▶ **TASK DESCRIPTION**: Here is a listing. Write it out again without a single difference.

Top of AVAILABLE RECORDS

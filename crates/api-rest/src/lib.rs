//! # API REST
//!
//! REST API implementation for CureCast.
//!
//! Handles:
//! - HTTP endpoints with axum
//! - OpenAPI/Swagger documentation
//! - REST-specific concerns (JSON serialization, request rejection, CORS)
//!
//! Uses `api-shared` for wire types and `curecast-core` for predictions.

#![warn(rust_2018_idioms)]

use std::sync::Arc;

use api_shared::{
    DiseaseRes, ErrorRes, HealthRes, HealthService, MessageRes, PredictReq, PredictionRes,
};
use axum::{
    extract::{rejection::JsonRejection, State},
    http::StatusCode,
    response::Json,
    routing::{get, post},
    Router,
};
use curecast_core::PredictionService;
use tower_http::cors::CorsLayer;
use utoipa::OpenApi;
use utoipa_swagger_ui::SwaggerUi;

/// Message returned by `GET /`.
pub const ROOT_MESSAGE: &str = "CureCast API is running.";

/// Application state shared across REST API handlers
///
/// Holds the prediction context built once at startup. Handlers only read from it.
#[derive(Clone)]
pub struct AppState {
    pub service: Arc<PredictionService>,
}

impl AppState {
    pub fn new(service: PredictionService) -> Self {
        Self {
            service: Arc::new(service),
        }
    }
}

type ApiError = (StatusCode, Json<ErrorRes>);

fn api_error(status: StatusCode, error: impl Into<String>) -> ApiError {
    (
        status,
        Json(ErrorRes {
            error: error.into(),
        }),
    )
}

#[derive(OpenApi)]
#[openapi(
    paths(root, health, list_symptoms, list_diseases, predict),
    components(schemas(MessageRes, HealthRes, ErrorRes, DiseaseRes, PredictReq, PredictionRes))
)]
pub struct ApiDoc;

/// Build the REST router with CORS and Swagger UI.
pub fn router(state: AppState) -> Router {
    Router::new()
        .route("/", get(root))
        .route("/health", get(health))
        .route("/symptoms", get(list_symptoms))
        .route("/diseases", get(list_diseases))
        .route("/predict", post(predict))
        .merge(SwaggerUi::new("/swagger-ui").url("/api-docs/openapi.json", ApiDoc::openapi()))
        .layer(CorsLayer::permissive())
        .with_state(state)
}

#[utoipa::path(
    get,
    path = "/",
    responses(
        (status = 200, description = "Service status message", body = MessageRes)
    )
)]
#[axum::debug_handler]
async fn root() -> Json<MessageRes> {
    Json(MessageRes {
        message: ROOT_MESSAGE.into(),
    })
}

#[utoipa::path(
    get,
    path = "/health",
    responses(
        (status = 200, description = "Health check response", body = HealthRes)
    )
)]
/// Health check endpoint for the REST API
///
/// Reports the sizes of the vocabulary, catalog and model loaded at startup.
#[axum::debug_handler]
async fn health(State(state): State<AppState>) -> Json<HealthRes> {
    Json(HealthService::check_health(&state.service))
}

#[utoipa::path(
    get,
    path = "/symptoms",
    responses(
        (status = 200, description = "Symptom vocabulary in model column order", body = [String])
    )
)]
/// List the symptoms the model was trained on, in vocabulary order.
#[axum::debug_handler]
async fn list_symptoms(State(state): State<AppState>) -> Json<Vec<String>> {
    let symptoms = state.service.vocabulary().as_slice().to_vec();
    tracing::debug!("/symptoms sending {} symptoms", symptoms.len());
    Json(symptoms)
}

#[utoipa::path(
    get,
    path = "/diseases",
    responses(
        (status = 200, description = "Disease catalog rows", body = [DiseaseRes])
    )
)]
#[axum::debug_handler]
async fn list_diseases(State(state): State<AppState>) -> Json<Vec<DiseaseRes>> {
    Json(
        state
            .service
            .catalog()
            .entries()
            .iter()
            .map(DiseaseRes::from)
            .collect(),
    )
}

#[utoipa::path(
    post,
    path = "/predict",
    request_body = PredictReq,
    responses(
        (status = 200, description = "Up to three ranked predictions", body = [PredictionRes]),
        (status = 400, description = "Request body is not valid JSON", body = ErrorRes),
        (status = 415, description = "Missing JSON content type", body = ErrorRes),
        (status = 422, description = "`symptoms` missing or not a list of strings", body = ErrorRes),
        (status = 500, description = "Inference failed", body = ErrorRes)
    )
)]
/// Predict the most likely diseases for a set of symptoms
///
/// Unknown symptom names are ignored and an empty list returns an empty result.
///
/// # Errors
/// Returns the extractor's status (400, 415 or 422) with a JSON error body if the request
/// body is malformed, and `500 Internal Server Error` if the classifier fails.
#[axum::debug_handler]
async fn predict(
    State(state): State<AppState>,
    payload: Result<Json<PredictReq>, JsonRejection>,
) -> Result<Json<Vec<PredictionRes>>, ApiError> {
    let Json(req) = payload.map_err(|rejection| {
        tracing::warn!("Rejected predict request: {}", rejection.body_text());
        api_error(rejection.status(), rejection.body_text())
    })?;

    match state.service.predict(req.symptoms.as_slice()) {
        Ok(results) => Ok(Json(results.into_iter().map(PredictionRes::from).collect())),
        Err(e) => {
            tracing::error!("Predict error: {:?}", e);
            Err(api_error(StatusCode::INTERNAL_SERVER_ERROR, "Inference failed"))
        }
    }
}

Bottom of AVAILABLE RECORDS

▶ **EXERCISE OUTPUT**:
filename crates/api-rest/src/lib.rs
//! # API REST
//!
//! REST API implementation for CureCast.
//!
//! Handles:
//! - HTTP endpoints with axum
//! - OpenAPI/Swagger documentation
//! - REST-specific concerns (JSON serialization, request rejection, CORS)
//!
//! Uses `api-shared` for wire types and `curecast-core` for predictions.

#![warn(rust_2018_idioms)]

use std::sync::Arc;

use api_shared::{
    DiseaseRes, ErrorRes, HealthRes, HealthService, MessageRes, PredictReq, PredictionRes,
};
use axum::{
    extract::{rejection::JsonRejection, State},
    http::StatusCode,
    response::Json,
    routing::{get, post},
    Router,
};
use curecast_core::PredictionService;
use tower_http::cors::CorsLayer;
use utoipa::OpenApi;
use utoipa_swagger_ui::SwaggerUi;

/// Message returned by `GET /`.
pub const ROOT_MESSAGE: &str = "CureCast API is running.";

/// Application state shared across REST API handlers
///
/// Holds the prediction context built once at startup. Handlers only read from it.
#[derive(Clone)]
pub struct AppState {
    pub service: Arc<PredictionService>,
}

impl AppState {
    pub fn new(service: PredictionService) -> Self {
        Self {
            service: Arc::new(service),
        }
    }
}

type ApiError = (StatusCode, Json<ErrorRes>);

fn api_error(status: StatusCode, error: impl Into<String>) -> ApiError {
    (
        status,
        Json(ErrorRes {
            error: error.into(),
        }),
    )
}

#[derive(OpenApi)]
#[openapi(
    paths(root, health, list_symptoms, list_diseases, predict),
    components(schemas(MessageRes, HealthRes, ErrorRes, DiseaseRes, PredictReq, PredictionRes))
)]
pub struct ApiDoc;

/// Build the REST router with CORS and Swagger UI.
pub fn router(state: AppState) -> Router {
    Router::new()
        .route("/", get(root))
        .route("/health", get(health))
        .route("/symptoms", get(list_symptoms))
        .route("/diseases", get(list_diseases))
        .route("/predict", post(predict))
        .merge(SwaggerUi::new("/swagger-ui").url("/api-docs/openapi.json", ApiDoc::openapi()))
        .layer(CorsLayer::permissive())
        .with_state(state)
}

#[utoipa::path(
    get,
    path = "/",
    responses(
        (status = 200, description = "Service status message", body = MessageRes)
    )
)]
#[axum::debug_handler]
async fn root() -> Json<MessageRes> {
    Json(MessageRes {
        message: ROOT_MESSAGE.into(),
    })
}

#[utoipa::path(
    get,
    path = "/health",
    responses(
        (status = 200, description = "Health check response", body = HealthRes)
    )
)]
/// Health check endpoint for the REST API
///
/// Reports the sizes of the vocabulary, catalog and model loaded at startup.
#[axum::debug_handler]
async fn health(State(state): State<AppState>) -> Json<HealthRes> {
    Json(HealthService::check_health(&state.service))
}

#[utoipa::path(
    get,
    path = "/symptoms",
    responses(
        (status = 200, description = "Symptom vocabulary in model column order", body = [String])
    )
)]
/// List the symptoms the model was trained on, in vocabulary order.
#[axum::debug_handler]
async fn list_symptoms(State(state): State<AppState>) -> Json<Vec<String>> {
    let symptoms = state.service.vocabulary().as_slice().to_vec();
    tracing::debug!("/symptoms sending {} symptoms", symptoms.len());
    Json(symptoms)
}

#[utoipa::path(
    get,
    path = "/diseases",
    responses(
        (status = 200, description = "Disease catalog rows", body = [DiseaseRes])
    )
)]
#[axum::debug_handler]
async fn list_diseases(State(state): State<AppState>) -> Json<Vec<DiseaseRes>> {
    Json(
        state
            .service
            .catalog()
            .entries()
            .iter()
            .map(DiseaseRes::from)
            .collect(),
    )
}

#[utoipa::path(
    post,
    path = "/predict",
    request_body = PredictReq,
    responses(
        (status = 200, description = "Up to three ranked predictions", body = [PredictionRes]),
        (status = 400, description = "Request body is not valid JSON", body = ErrorRes),
        (status = 415, description = "Missing JSON content type", body = ErrorRes),
        (status = 422, description = "`symptoms` missing or not a list of strings", body = ErrorRes),
        (status = 500, description = "Inference failed", body = ErrorRes)
    )
)]
/// Predict the most likely diseases for a set of symptoms
///
/// Unknown symptom names are ignored and an empty list returns an empty result.
///
/// # Errors
/// Returns the extractor's status (400, 415 or 422) with a JSON error body if the request
/// body is malformed, and `500 Internal Server Error` if the classifier fails.
#[axum::debug_handler]
async fn predict(
    State(state): State<AppState>,
    payload: Result<Json<PredictReq>, JsonRejection>,
) -> Result<Json<Vec<PredictionRes>>, ApiError> {
    let Json(req) = payload.map_err(|rejection| {
        tracing::warn!("Rejected predict request: {}", rejection.body_text());
        api_error(rejection.status(), rejection.body_text())
    })?;

    match state.service.predict(req.symptoms.as_slice()) {
        Ok(results) => Ok(Json(results.into_iter().map(PredictionRes::from).collect())),
        Err(e) => {
            tracing::error!("Predict error: {:?}", e);
            Err(api_error(StatusCode::INTERNAL_SERVER_ERROR, "Inference failed"))
        }
    }
}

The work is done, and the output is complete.